*Task directions*: Check every line below for the word "wide" and copy the ones that have it.

*Task input*:

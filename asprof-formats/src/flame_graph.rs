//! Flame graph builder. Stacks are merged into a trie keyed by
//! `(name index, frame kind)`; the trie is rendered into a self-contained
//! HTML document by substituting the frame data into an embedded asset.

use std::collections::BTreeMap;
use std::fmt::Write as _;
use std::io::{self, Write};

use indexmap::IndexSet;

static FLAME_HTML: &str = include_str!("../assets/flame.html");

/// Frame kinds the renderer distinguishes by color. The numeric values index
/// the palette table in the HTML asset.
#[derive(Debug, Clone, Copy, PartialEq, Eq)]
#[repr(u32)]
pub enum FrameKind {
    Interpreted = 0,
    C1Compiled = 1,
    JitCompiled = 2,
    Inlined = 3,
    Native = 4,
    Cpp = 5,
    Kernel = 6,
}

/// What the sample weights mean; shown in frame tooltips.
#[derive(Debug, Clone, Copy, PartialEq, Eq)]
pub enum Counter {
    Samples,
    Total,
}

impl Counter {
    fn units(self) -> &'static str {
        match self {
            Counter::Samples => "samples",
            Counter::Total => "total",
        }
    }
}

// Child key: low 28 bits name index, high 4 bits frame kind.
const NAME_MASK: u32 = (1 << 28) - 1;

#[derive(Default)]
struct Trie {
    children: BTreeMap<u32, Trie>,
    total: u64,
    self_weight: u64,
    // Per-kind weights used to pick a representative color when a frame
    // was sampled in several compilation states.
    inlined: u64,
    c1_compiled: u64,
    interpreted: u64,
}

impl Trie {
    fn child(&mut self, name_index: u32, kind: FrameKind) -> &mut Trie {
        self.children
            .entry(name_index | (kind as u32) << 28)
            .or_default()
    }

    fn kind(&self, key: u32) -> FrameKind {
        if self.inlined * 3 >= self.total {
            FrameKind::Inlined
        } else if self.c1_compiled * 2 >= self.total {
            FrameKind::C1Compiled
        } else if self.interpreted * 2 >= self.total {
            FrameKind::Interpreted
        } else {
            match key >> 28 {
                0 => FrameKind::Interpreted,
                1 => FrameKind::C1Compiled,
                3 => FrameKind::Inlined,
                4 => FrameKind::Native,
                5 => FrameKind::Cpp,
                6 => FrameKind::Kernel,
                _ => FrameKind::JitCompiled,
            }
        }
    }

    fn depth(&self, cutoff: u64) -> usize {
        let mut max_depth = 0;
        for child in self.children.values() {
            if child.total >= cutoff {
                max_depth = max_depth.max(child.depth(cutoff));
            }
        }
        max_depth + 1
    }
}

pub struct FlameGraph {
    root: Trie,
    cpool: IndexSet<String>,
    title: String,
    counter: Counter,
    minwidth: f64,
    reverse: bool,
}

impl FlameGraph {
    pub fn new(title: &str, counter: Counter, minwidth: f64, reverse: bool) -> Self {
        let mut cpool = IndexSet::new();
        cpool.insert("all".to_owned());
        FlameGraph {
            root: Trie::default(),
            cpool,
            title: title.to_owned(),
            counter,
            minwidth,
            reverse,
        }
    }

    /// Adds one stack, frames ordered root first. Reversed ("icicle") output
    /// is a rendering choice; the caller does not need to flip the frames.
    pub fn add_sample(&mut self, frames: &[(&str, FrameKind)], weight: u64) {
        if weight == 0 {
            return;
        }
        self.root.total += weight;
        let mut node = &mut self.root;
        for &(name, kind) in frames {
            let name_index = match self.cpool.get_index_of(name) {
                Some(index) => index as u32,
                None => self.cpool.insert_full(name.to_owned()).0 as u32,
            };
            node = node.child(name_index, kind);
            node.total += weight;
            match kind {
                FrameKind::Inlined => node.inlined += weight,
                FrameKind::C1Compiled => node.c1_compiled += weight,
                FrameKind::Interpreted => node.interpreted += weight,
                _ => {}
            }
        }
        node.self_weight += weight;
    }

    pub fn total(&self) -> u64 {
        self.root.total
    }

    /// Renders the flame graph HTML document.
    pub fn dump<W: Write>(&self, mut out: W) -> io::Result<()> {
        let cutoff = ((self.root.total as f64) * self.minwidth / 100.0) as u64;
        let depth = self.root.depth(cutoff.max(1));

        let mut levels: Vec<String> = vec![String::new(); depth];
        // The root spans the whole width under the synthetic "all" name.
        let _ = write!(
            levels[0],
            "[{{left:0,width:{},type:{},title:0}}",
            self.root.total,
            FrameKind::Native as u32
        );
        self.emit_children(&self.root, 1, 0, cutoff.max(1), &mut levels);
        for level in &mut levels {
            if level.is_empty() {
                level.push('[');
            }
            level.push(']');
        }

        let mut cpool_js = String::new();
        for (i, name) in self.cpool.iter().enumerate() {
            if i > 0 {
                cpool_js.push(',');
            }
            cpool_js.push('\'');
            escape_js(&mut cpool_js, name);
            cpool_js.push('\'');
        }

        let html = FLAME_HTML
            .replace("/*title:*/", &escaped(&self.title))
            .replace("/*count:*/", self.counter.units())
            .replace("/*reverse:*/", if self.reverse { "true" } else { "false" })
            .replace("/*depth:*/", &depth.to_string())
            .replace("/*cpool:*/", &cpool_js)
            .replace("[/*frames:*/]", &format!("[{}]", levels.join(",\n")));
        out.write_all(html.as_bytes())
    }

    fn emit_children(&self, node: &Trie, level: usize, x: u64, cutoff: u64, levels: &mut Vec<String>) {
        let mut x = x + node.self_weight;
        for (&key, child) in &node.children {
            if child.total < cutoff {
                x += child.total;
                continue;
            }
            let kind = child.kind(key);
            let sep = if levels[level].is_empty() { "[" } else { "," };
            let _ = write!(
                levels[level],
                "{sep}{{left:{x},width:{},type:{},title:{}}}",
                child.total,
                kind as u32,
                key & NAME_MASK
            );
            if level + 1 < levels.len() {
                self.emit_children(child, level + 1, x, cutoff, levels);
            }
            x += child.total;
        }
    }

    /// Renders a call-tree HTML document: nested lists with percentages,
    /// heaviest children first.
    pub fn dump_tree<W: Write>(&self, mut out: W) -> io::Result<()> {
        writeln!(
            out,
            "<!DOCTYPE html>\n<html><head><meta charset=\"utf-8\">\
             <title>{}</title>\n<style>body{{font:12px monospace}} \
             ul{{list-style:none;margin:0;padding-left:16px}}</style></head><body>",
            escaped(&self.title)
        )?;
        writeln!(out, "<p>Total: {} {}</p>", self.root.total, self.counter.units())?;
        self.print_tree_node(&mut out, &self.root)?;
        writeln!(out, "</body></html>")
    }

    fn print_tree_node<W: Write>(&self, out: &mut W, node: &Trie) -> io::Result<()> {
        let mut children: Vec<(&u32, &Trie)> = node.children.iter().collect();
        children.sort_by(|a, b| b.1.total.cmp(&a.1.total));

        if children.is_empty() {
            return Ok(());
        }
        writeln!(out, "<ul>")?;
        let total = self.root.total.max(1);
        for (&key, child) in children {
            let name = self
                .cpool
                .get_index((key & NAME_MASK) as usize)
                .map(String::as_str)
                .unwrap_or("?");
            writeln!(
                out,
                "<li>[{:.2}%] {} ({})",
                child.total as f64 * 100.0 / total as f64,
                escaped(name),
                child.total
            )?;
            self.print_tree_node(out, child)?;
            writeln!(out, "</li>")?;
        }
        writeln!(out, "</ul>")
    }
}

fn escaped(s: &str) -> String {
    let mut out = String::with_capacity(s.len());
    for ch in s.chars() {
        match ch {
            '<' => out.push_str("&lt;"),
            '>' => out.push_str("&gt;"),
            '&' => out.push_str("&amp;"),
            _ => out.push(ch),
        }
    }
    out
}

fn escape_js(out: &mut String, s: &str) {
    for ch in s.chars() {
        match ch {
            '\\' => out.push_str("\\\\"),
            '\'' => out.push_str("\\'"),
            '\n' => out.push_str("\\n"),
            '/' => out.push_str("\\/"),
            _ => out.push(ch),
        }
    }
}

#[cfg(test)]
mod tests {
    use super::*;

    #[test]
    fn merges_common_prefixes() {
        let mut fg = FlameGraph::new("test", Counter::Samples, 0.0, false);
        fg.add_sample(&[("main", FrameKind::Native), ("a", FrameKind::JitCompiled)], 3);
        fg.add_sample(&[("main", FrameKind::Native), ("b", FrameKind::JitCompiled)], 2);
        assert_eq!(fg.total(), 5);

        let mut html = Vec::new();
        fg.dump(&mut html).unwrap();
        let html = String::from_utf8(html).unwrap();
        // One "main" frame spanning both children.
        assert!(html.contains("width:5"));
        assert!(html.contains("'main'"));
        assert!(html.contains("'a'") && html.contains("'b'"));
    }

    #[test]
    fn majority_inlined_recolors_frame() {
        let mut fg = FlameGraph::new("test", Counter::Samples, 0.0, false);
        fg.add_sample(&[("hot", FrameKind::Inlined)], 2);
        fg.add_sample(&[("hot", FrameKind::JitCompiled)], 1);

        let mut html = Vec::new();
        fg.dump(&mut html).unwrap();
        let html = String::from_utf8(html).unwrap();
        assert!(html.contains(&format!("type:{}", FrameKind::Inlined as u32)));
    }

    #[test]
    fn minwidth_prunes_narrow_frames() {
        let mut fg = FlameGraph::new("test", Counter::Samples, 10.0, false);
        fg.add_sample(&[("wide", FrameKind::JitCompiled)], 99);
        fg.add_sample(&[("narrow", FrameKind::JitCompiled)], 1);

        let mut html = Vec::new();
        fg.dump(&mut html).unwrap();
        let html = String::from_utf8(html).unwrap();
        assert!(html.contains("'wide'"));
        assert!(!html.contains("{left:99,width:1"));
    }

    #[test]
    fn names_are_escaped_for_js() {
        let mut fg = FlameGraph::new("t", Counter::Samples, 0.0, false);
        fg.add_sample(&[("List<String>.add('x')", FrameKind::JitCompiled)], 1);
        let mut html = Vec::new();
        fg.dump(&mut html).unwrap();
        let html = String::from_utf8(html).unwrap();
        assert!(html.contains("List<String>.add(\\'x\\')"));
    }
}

*Answer box*:
        fg.add_sample(&[("wide", FrameKind::JitCompiled)], 99);
        assert!(html.contains("'wide'"));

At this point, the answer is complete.